* [Action item] Among the entries below, tally each line containing "StorageType"; respond with the total only.

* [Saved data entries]
════════════════════

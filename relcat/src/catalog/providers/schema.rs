// Copyright (c) 2024-2025 DeepGraph Inc.
// SPDX-License-Identifier: Apache-2.0
//
//! Schema catalog (`pg_namespace`)
//!
//! Name lookups and deletes scan the whole table with an equality predicate;
//! the unique name index only guards against duplicate inserts.

use super::{at_most_one, oid_at, string_at};
use crate::catalog::abstract_catalog::{ensure_active, AbstractCatalog};
use crate::catalog::constants::{SCHEMA_CATALOG_NAME, SCHEMA_CATALOG_OID};
use crate::catalog::error::CatalogResult;
use crate::catalog::registry::CatalogRegistry;
use crate::catalog::traits::CatalogProvider;
use crate::exec::{Expression, WrappedTuple};
use crate::storage::{Column, Schema};
use crate::txn::TransactionContext;
use crate::types::{Oid, TypeId};
use log::debug;
use std::sync::Arc;

pub mod column {
    pub const SCHEMA_OID: usize = 0;
    pub const SCHEMA_NAME: usize = 1;
}

pub mod index {
    pub const PRIMARY_KEY: usize = 0;
    pub const SKEY_SCHEMA_NAME: usize = 1;
}

#[derive(Debug, Clone, PartialEq, Eq)]
pub struct SchemaCatalogObject {
    pub schema_oid: Oid,
    pub schema_name: String,
}

impl SchemaCatalogObject {
    fn from_tuple(tuple: &WrappedTuple) -> CatalogResult<Self> {
        Ok(Self {
            schema_oid: oid_at(tuple, column::SCHEMA_OID)?,
            schema_name: string_at(tuple, column::SCHEMA_NAME)?,
        })
    }
}

pub struct SchemaCatalog {
    catalog: AbstractCatalog,
}

impl SchemaCatalog {
    pub fn table_schema() -> Schema {
        Schema::new(vec![
            Column::new("schema_oid", TypeId::Integer).primary_key(),
            Column::new("schema_name", TypeId::Varchar).not_null(),
        ])
    }

    pub fn new(registry: Arc<CatalogRegistry>, txn: &TransactionContext) -> CatalogResult<Self> {
        let catalog = AbstractCatalog::from_schema(
            Arc::clone(&registry),
            SCHEMA_CATALOG_OID,
            SCHEMA_CATALOG_NAME,
            Self::table_schema(),
            txn,
        )?;
        registry.create_index(
            SCHEMA_CATALOG_OID,
            vec![column::SCHEMA_NAME],
            &format!("{}_skey0", SCHEMA_CATALOG_NAME),
            true,
            registry.default_index_kind(),
            txn,
        )?;
        Ok(Self { catalog })
    }

    /// Fresh OID for a new schema
    pub fn next_oid(&self) -> CatalogResult<Oid> {
        self.catalog.next_oid()
    }

    pub fn insert_schema(
        &self,
        schema_oid: Oid,
        schema_name: &str,
        txn: &TransactionContext,
    ) -> CatalogResult<bool> {
        debug!("Inserting schema '{}' (oid {})", schema_name, schema_oid);
        self.catalog.insert_tuple_with_compiled_plan(
            vec![vec![
                Expression::constant(schema_oid),
                Expression::constant(schema_name),
            ]],
            txn,
        )
    }

    /// Returns false if no schema was named `schema_name`
    pub fn delete_schema(&self, schema_name: &str, txn: &TransactionContext) -> CatalogResult<bool> {
        self.catalog.delete_with_compiled_seq_scan(
            vec![column::SCHEMA_OID],
            name_predicate(schema_name),
            txn,
        )
    }

    pub fn get_schema_object(
        &self,
        schema_name: &str,
        txn: &TransactionContext,
    ) -> CatalogResult<Option<SchemaCatalogObject>> {
        ensure_active(txn)?;
        let rows = self.catalog.get_result_with_compiled_seq_scan(
            vec![column::SCHEMA_OID, column::SCHEMA_NAME],
            Some(name_predicate(schema_name)),
            txn,
        )?;
        match at_most_one(rows, format!("schema '{}'", schema_name))? {
            Some(tuple) => Ok(Some(SchemaCatalogObject::from_tuple(&tuple)?)),
            None => Ok(None),
        }
    }

    /// Every schema visible to `txn`, in scan order
    pub fn get_schema_objects(
        &self,
        txn: &TransactionContext,
    ) -> CatalogResult<Vec<SchemaCatalogObject>> {
        let rows = self.catalog.get_result_with_compiled_seq_scan(
            vec![column::SCHEMA_OID, column::SCHEMA_NAME],
            None,
            txn,
        )?;
        rows.iter().map(SchemaCatalogObject::from_tuple).collect()
    }
}

fn name_predicate(schema_name: &str) -> Expression {
    Expression::column_eq(TypeId::Varchar, column::SCHEMA_NAME, schema_name)
}

impl CatalogProvider for SchemaCatalog {
    fn name(&self) -> &str {
        SCHEMA_CATALOG_NAME
    }

    fn catalog(&self) -> &AbstractCatalog {
        &self.catalog
    }

    fn supported_operations(&self) -> Vec<String> {
        vec![
            "insert_schema".to_string(),
            "delete_schema".to_string(),
            "get_schema_object".to_string(),
        ]
    }
}
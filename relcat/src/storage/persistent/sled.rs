// Copyright (c) 2024-2025 DeepGraph Inc.
// SPDX-License-Identifier: Apache-2.0
//
//! sled-backed driver for `CatalogConfig::persistent`

use super::traits::{StorageDriver, StorageTree, TreeIter};
use super::{StorageDriverError, StorageResult, StorageType};
use std::path::Path;

/// Name sled gives the tree every database starts with
const SLED_DEFAULT_TREE: &[u8] = b"__sled__default";

impl From<sled::Error> for StorageDriverError {
    fn from(err: sled::Error) -> Self {
        match err {
            sled::Error::Io(io) => StorageDriverError::IoError(io),
            other => StorageDriverError::BackendSpecific(other.to_string()),
        }
    }
}

pub struct SledDriver {
    db: sled::Db,
}

pub struct SledTree(sled::Tree);

impl StorageTree for SledTree {
    fn insert(&self, key: &[u8], value: &[u8]) -> StorageResult<()> {
        self.0.insert(key, value)?;
        Ok(())
    }

    fn get(&self, key: &[u8]) -> StorageResult<Option<Vec<u8>>> {
        Ok(self.0.get(key)?.map(|bytes| bytes.to_vec()))
    }

    fn remove(&self, key: &[u8]) -> StorageResult<()> {
        self.0.remove(key)?;
        Ok(())
    }

    fn contains_key(&self, key: &[u8]) -> StorageResult<bool> {
        Ok(self.0.contains_key(key)?)
    }

    fn is_empty(&self) -> StorageResult<bool> {
        Ok(self.0.is_empty())
    }

    fn iter(&self) -> StorageResult<TreeIter<'_>> {
        Ok(Box::new(self.0.iter().map(|entry| -> StorageResult<(Vec<u8>, Vec<u8>)> {
            let (key, value) = entry?;
            Ok((key.to_vec(), value.to_vec()))
        })))
    }

    fn last_key(&self) -> StorageResult<Option<Vec<u8>>> {
        Ok(self.0.last()?.map(|(key, _)| key.to_vec()))
    }

    fn flush(&self) -> StorageResult<()> {
        self.0.flush()?;
        Ok(())
    }
}

impl StorageDriver for SledDriver {
    type Tree = Box<dyn StorageTree>;

    fn open<P: AsRef<Path>>(path: P) -> StorageResult<Self> {
        let db = sled::open(path.as_ref())?;
        log::info!(
            "Opened sled database at {} (recovered: {})",
            path.as_ref().display(),
            db.was_recovered()
        );
        Ok(SledDriver { db })
    }

    fn open_tree(&self, name: &str) -> StorageResult<Self::Tree> {
        Ok(Box::new(SledTree(self.db.open_tree(name)?)))
    }

    fn list_trees(&self) -> StorageResult<Vec<String>> {
        Ok(self
            .db
            .tree_names()
            .into_iter()
            .filter(|name| &name[..] != SLED_DEFAULT_TREE)
            .map(|name| String::from_utf8_lossy(&name).into_owned())
            .collect())
    }

    fn drop_tree(&self, name: &str) -> StorageResult<()> {
        self.db.drop_tree(name)?;
        Ok(())
    }

    fn flush(&self) -> StorageResult<()> {
        self.db.flush()?;
        Ok(())
    }

    fn storage_type(&self) -> StorageType {
        StorageType::Sled
    }
}

#[cfg(test)]
mod tests {
    use super::*;
    use tempfile::TempDir;

    #[test]
    fn test_trees_survive_reopen() {
        let dir = TempDir::new().unwrap();
        {
            let driver = SledDriver::open(dir.path()).unwrap();
            let tree = driver.open_tree("pg_table").unwrap();
            tree.insert(&7u64.to_be_bytes(), b"row").unwrap();
            driver.flush().unwrap();
        }
        let driver = SledDriver::open(dir.path()).unwrap();
        assert_eq!(driver.list_trees().unwrap(), vec!["pg_table".to_string()]);
        let tree = driver.open_tree("pg_table").unwrap();
        assert_eq!(tree.last_key().unwrap(), Some(7u64.to_be_bytes().to_vec()));
    }
}
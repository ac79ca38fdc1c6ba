// Copyright (c) 2024-2025 DeepGraph Inc.
// SPDX-License-Identifier: Apache-2.0
//
//! Concrete system catalogs
//!
//! Each provider owns one catalog table and translates typed requests into
//! predicates over it. The helpers below turn projected rows back into typed
//! fields; a value of the wrong type means the stored catalog is inconsistent.

use crate::catalog::error::{CatalogError, CatalogResult};
use crate::exec::WrappedTuple;
use crate::types::Oid;
use chrono::{DateTime, Utc};
use std::fmt::Display;

pub mod database;
pub mod schema;
pub mod table;
pub mod trigger;

pub use database::{DatabaseCatalog, DatabaseCatalogObject};
pub use schema::{SchemaCatalog, SchemaCatalogObject};
pub use table::{TableCatalog, TableCatalogObject};
pub use trigger::TriggerCatalog;

fn column_error(tuple: &WrappedTuple, index: usize, expected: &str) -> CatalogError {
    CatalogError::InvariantViolation(format!(
        "row {}: expected {} at position {}, found {:?}",
        tuple.row_id(),
        expected,
        index,
        tuple.get_value(index)
    ))
}

pub(crate) fn oid_at(tuple: &WrappedTuple, index: usize) -> CatalogResult<Oid> {
    tuple
        .get_value(index)
        .and_then(|v| v.as_oid())
        .ok_or_else(|| column_error(tuple, index, "an oid"))
}

pub(crate) fn string_at(tuple: &WrappedTuple, index: usize) -> CatalogResult<String> {
    tuple
        .get_value(index)
        .and_then(|v| v.as_str())
        .map(str::to_string)
        .ok_or_else(|| column_error(tuple, index, "a string"))
}

/// Nullable VARCHAR
pub(crate) fn optional_string_at(tuple: &WrappedTuple, index: usize) -> CatalogResult<Option<String>> {
    match tuple.get_value(index) {
        Some(v) if v.is_null() => Ok(None),
        Some(v) => v
            .as_str()
            .map(|s| Some(s.to_string()))
            .ok_or_else(|| column_error(tuple, index, "a string or NULL")),
        None => Err(column_error(tuple, index, "a string or NULL")),
    }
}

/// Nullable VARBINARY, returned byte-for-byte
pub(crate) fn optional_bytes_at(tuple: &WrappedTuple, index: usize) -> CatalogResult<Option<Vec<u8>>> {
    match tuple.get_value(index) {
        Some(v) if v.is_null() => Ok(None),
        Some(v) => v
            .as_bytes()
            .map(|b| Some(b.to_vec()))
            .ok_or_else(|| column_error(tuple, index, "bytes or NULL")),
        None => Err(column_error(tuple, index, "bytes or NULL")),
    }
}

pub(crate) fn i16_at(tuple: &WrappedTuple, index: usize) -> CatalogResult<i16> {
    tuple
        .get_value(index)
        .and_then(|v| v.as_i16())
        .ok_or_else(|| column_error(tuple, index, "a small integer"))
}

pub(crate) fn timestamp_at(tuple: &WrappedTuple, index: usize) -> CatalogResult<DateTime<Utc>> {
    tuple
        .get_value(index)
        .and_then(|v| v.as_timestamp())
        .ok_or_else(|| column_error(tuple, index, "a timestamp"))
}

/// At most one row may match a lookup on a logically unique key
pub(crate) fn at_most_one<T>(mut rows: Vec<T>, what: impl Display) -> CatalogResult<Option<T>> {
    match rows.len() {
        0 => Ok(None),
        1 => Ok(rows.pop()),
        n => Err(CatalogError::InvariantViolation(format!(
            "{} matched {} rows",
            what, n
        ))),
    }
}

════════════════════

* [Response to the exercise] 3